## Provided information:
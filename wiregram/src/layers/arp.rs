// SPDX-License-Identifier: MIT OR Apache-2.0

//! The Address Resolution Protocol (ARP).
//!
//! ## Packet Layout
//! ```txt
//!    .    Octet 0    .    Octet 1    .    Octet 2    .    Octet 3    .
//!    |0 1 2 3 4 5 6 7|0 1 2 3 4 5 6 7|0 1 2 3 4 5 6 7|0 1 2 3 4 5 6 7|
//!    +-+-+-+-+-+-+-+-+-+-+-+-+-+-+-+-+-+-+-+-+-+-+-+-+-+-+-+-+-+-+-+-+
//!  0 |         Hardware Type         |         Protocol Type         |
//!    +-+-+-+-+-+-+-+-+-+-+-+-+-+-+-+-+-+-+-+-+-+-+-+-+-+-+-+-+-+-+-+-+
//!  4 |  Hardware Len |  Protocol Len |           Operation           |
//!    +-+-+-+-+-+-+-+-+-+-+-+-+-+-+-+-+-+-+-+-+-+-+-+-+-+-+-+-+-+-+-+-+
//!  8 Z    Sender Hardware Address    Z    Sender Protocol Address    Z
//!    +-+-+-+-+-+-+-+-+-+-+-+-+-+-+-+-+-+-+-+-+-+-+-+-+-+-+-+-+-+-+-+-+
//! .. Z    Target Hardware Address    Z    Target Protocol Address    Z
//!    +-+-+-+-+-+-+-+-+-+-+-+-+-+-+-+-+-+-+-+-+-+-+-+-+-+-+-+-+-+-+-+-+
//! ```

use crate::addr::MacAddress;
use crate::error::*;
use crate::layers::l2::EtherType;
use crate::utils;

use super::dev_traits::*;
use super::traits::*;

/// The operation an ARP packet performs.
#[derive(Copy, Clone, Debug, PartialEq, Eq)]
pub enum ArpOperation {
    Request,
    Reply,
    Unknown(u16),
}

impl ArpOperation {
    #[inline]
    pub fn number(self) -> u16 {
        match self {
            ArpOperation::Request => 1,
            ArpOperation::Reply => 2,
            ArpOperation::Unknown(raw) => raw,
        }
    }
}

impl From<u16> for ArpOperation {
    #[inline]
    fn from(value: u16) -> Self {
        match value {
            1 => ArpOperation::Request,
            2 => ArpOperation::Reply,
            raw => ArpOperation::Unknown(raw),
        }
    }
}

pub const ARP_HARDWARE_TYPE_ETHERNET: u16 = 1;

/// An ARP packet.
///
/// Hardware and protocol addresses are arbitrary byte strings whose
/// lengths are declared in the header; the sender/target pairs must agree
/// in length.
#[derive(Clone, Debug, PartialEq)]
pub struct Arp {
    hardware_type: u16,
    protocol_type: u16,
    operation: ArpOperation,
    sender_hardware_addr: Vec<u8>,
    sender_protocol_addr: Vec<u8>,
    target_hardware_addr: Vec<u8>,
    target_protocol_addr: Vec<u8>,
}

impl Arp {
    /// Creates an Ethernet/IPv4 ARP packet.
    pub fn new(
        operation: ArpOperation,
        sender_hardware_addr: [u8; 6],
        sender_protocol_addr: [u8; 4],
        target_hardware_addr: [u8; 6],
        target_protocol_addr: [u8; 4],
    ) -> Self {
        Arp {
            hardware_type: ARP_HARDWARE_TYPE_ETHERNET,
            protocol_type: EtherType::Ipv4.number(),
            operation,
            sender_hardware_addr: sender_hardware_addr.into(),
            sender_protocol_addr: sender_protocol_addr.into(),
            target_hardware_addr: target_hardware_addr.into(),
            target_protocol_addr: target_protocol_addr.into(),
        }
    }

    #[inline]
    pub fn hardware_type(&self) -> u16 {
        self.hardware_type
    }

    #[inline]
    pub fn protocol_type(&self) -> u16 {
        self.protocol_type
    }

    #[inline]
    pub fn operation(&self) -> ArpOperation {
        self.operation
    }

    #[inline]
    pub fn set_operation(&mut self, operation: ArpOperation) {
        self.operation = operation;
    }

    #[inline]
    pub fn sender_hardware_addr(&self) -> &[u8] {
        &self.sender_hardware_addr
    }

    #[inline]
    pub fn sender_protocol_addr(&self) -> &[u8] {
        &self.sender_protocol_addr
    }

    #[inline]
    pub fn target_hardware_addr(&self) -> &[u8] {
        &self.target_hardware_addr
    }

    #[inline]
    pub fn target_protocol_addr(&self) -> &[u8] {
        &self.target_protocol_addr
    }
}

layer_identity!(Arp, ArpRef, "Arp");

impl LayerLength for Arp {
    #[inline]
    fn len(&self) -> usize {
        8 + 2 * self.sender_hardware_addr.len() + 2 * self.sender_protocol_addr.len()
    }
}

impl LayerObject for Arp {
    #[inline]
    fn layer_name(&self) -> &'static str {
        Self::name()
    }

    #[inline]
    fn ether_payload_type(&self) -> Option<EtherType> {
        Some(EtherType::Arp)
    }

    #[inline]
    fn default_ether_destination(&self) -> Option<MacAddress> {
        Some(MacAddress::BROADCAST)
    }

    #[inline]
    fn can_add_payload_default(&self, _payload: &dyn LayerObject) -> bool {
        false
    }

    #[inline]
    fn payload(&self) -> Option<&dyn LayerObject> {
        None
    }

    #[inline]
    fn payload_mut(&mut self) -> Option<&mut dyn LayerObject> {
        None
    }

    #[inline]
    fn set_payload_unchecked(&mut self, _payload: Box<dyn LayerObject>) {
        panic!("set_payload_unchecked() called on Arp layer, which cannot hold a payload")
    }

    #[inline]
    fn remove_payload(&mut self) -> Option<Box<dyn LayerObject>> {
        None
    }

    #[inline]
    fn to_boxed_layer(&self) -> Box<dyn LayerObject> {
        Box::new(self.clone())
    }

    #[inline]
    fn compare(&self, other: &dyn LayerObject) -> bool {
        other.as_any().downcast_ref::<Self>().is_some_and(|o| self == o)
    }
}

impl Layer for Arp {}

impl ToBytes for Arp {
    fn to_bytes_checksummed(
        &self,
        bytes: &mut Vec<u8>,
        _prev: Option<(LayerId, usize)>,
    ) -> Result<(), SerializationError> {
        if self.sender_hardware_addr.len() != self.target_hardware_addr.len()
            || self.sender_protocol_addr.len() != self.target_protocol_addr.len()
        {
            return Err(SerializationError::invalid_field_value(Arp::name()));
        }
        let hardware_len: u8 = self
            .sender_hardware_addr
            .len()
            .try_into()
            .map_err(|_| SerializationError::length_encoding(Arp::name()))?;
        let protocol_len: u8 = self
            .sender_protocol_addr
            .len()
            .try_into()
            .map_err(|_| SerializationError::length_encoding(Arp::name()))?;

        bytes.extend(self.hardware_type.to_be_bytes());
        bytes.extend(self.protocol_type.to_be_bytes());
        bytes.push(hardware_len);
        bytes.push(protocol_len);
        bytes.extend(self.operation.number().to_be_bytes());
        bytes.extend(&self.sender_hardware_addr);
        bytes.extend(&self.sender_protocol_addr);
        bytes.extend(&self.target_hardware_addr);
        bytes.extend(&self.target_protocol_addr);
        Ok(())
    }
}

impl FromBytesCurrent for Arp {
    fn from_bytes_current_layer_unchecked(bytes: &[u8]) -> Self {
        let arp = ArpRef::from_bytes_unchecked(bytes);
        Arp {
            hardware_type: arp.hardware_type(),
            protocol_type: arp.protocol_type(),
            operation: arp.operation(),
            sender_hardware_addr: arp.sender_hardware_addr().unwrap_or(&[]).into(),
            sender_protocol_addr: arp.sender_protocol_addr().unwrap_or(&[]).into(),
            target_hardware_addr: arp.target_hardware_addr().unwrap_or(&[]).into(),
            target_protocol_addr: arp.target_protocol_addr().unwrap_or(&[]).into(),
        }
    }

    #[inline]
    fn payload_from_bytes_unchecked_default(&mut self, _bytes: &[u8]) {}
}

/// A view of an ARP packet.
#[derive(Clone, Copy, Debug)]
pub struct ArpRef<'a> {
    data: &'a [u8],
}

impl<'a> ArpRef<'a> {
    #[inline]
    pub fn hardware_type(&self) -> u16 {
        u16::from_be_bytes(
            utils::to_array(self.data, 0)
                .expect("insufficient bytes in Arp layer to retrieve Hardware Type field"),
        )
    }

    #[inline]
    pub fn protocol_type(&self) -> u16 {
        u16::from_be_bytes(
            utils::to_array(self.data, 2)
                .expect("insufficient bytes in Arp layer to retrieve Protocol Type field"),
        )
    }

    #[inline]
    pub fn hardware_len(&self) -> u8 {
        *self
            .data
            .get(4)
            .expect("insufficient bytes in Arp layer to retrieve Hardware Length field")
    }

    #[inline]
    pub fn protocol_len(&self) -> u8 {
        *self
            .data
            .get(5)
            .expect("insufficient bytes in Arp layer to retrieve Protocol Length field")
    }

    #[inline]
    pub fn operation(&self) -> ArpOperation {
        ArpOperation::from(u16::from_be_bytes(
            utils::to_array(self.data, 6)
                .expect("insufficient bytes in Arp layer to retrieve Operation field"),
        ))
    }

    /// The sender hardware address, or `None` if the packet is truncated.
    #[inline]
    pub fn sender_hardware_addr(&self) -> Option<&'a [u8]> {
        let hlen = *self.data.get(4)? as usize;
        self.data.get(8..8 + hlen)
    }

    /// The sender protocol address, or `None` if the packet is truncated.
    #[inline]
    pub fn sender_protocol_addr(&self) -> Option<&'a [u8]> {
        let hlen = *self.data.get(4)? as usize;
        let plen = *self.data.get(5)? as usize;
        self.data.get(8 + hlen..8 + hlen + plen)
    }

    /// The target hardware address, or `None` if the packet is truncated.
    #[inline]
    pub fn target_hardware_addr(&self) -> Option<&'a [u8]> {
        let hlen = *self.data.get(4)? as usize;
        let plen = *self.data.get(5)? as usize;
        self.data.get(8 + hlen + plen..8 + 2 * hlen + plen)
    }

    /// The target protocol address, or `None` if the packet is truncated.
    #[inline]
    pub fn target_protocol_addr(&self) -> Option<&'a [u8]> {
        let hlen = *self.data.get(4)? as usize;
        let plen = *self.data.get(5)? as usize;
        self.data.get(8 + 2 * hlen + plen..8 + 2 * hlen + 2 * plen)
    }
}

impl<'a> FromBytesRef<'a> for ArpRef<'a> {
    #[inline]
    fn from_bytes_unchecked(bytes: &'a [u8]) -> Self {
        ArpRef { data: bytes }
    }
}

impl LayerOffset for ArpRef<'_> {
    #[inline]
    fn payload_byte_index_default(_bytes: &[u8], _layer_type: LayerId) -> Option<usize> {
        None
    }
}

impl Validate for ArpRef<'_> {
    fn validate_current_layer(curr_layer: &[u8]) -> Result<(), ValidationError> {
        if curr_layer.len() < 8 {
            return Err(ValidationError {
                layer: Arp::name(),
                class: ValidationErrorClass::InsufficientBytes,
                reason: "insufficient bytes in Arp header (8 bytes required)",
            });
        }

        let hlen = curr_layer[4] as usize;
        let plen = curr_layer[5] as usize;
        let expected = 8 + 2 * hlen + 2 * plen;
        if curr_layer.len() < expected {
            return Err(ValidationError {
                layer: Arp::name(),
                class: ValidationErrorClass::InsufficientBytes,
                reason: "insufficient bytes for the address lengths declared in the Arp header",
            });
        }
        if curr_layer.len() > expected {
            return Err(ValidationError {
                layer: Arp::name(),
                class: ValidationErrorClass::ExcessBytes(curr_layer.len() - expected),
                reason: "excess bytes at the end of the Arp packet",
            });
        }

        Ok(())
    }

    #[inline]
    fn validate_payload_default(_curr_layer: &[u8]) -> Result<(), ValidationError> {
        Ok(())
    }
}

impl ToLayer for ArpRef<'_> {
    type Owned = Arp;

    #[inline]
    fn to_layer(&self) -> Arp {
        Arp::from_bytes_unchecked(self.data)
    }
}

#[cfg(test)]
mod tests {
    use super::*;

    #[test]
    fn round_trips_through_bytes() {
        let arp = Arp::new(
            ArpOperation::Request,
            [0x02, 0x00, 0x00, 0x00, 0x00, 0x01],
            [10, 0, 0, 1],
            [0; 6],
            [10, 0, 0, 2],
        );
        let bytes = arp.to_bytes().unwrap();
        assert_eq!(bytes.len(), 28);
        assert!(ArpRef::validate(&bytes).is_ok());

        let parsed = ArpRef::from_bytes_unchecked(&bytes).to_layer();
        assert_eq!(parsed, arp);
    }

    #[test]
    fn truncated_address_region_is_invalid() {
        let arp = Arp::new(ArpOperation::Reply, [1; 6], [2; 4], [3; 6], [4; 4]);
        let bytes = arp.to_bytes().unwrap();
        let err = ArpRef::validate(&bytes[..bytes.len() - 1]).unwrap_err();
        assert_eq!(err.class, ValidationErrorClass::InsufficientBytes);
    }
}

## What to work on:
Considering only the data above, return the lines in which "number" occurs.

## Reply:
    pub fn number(self) -> u16 {
            protocol_type: EtherType::Ipv4.number(),
        bytes.extend(self.operation.number().to_be_bytes());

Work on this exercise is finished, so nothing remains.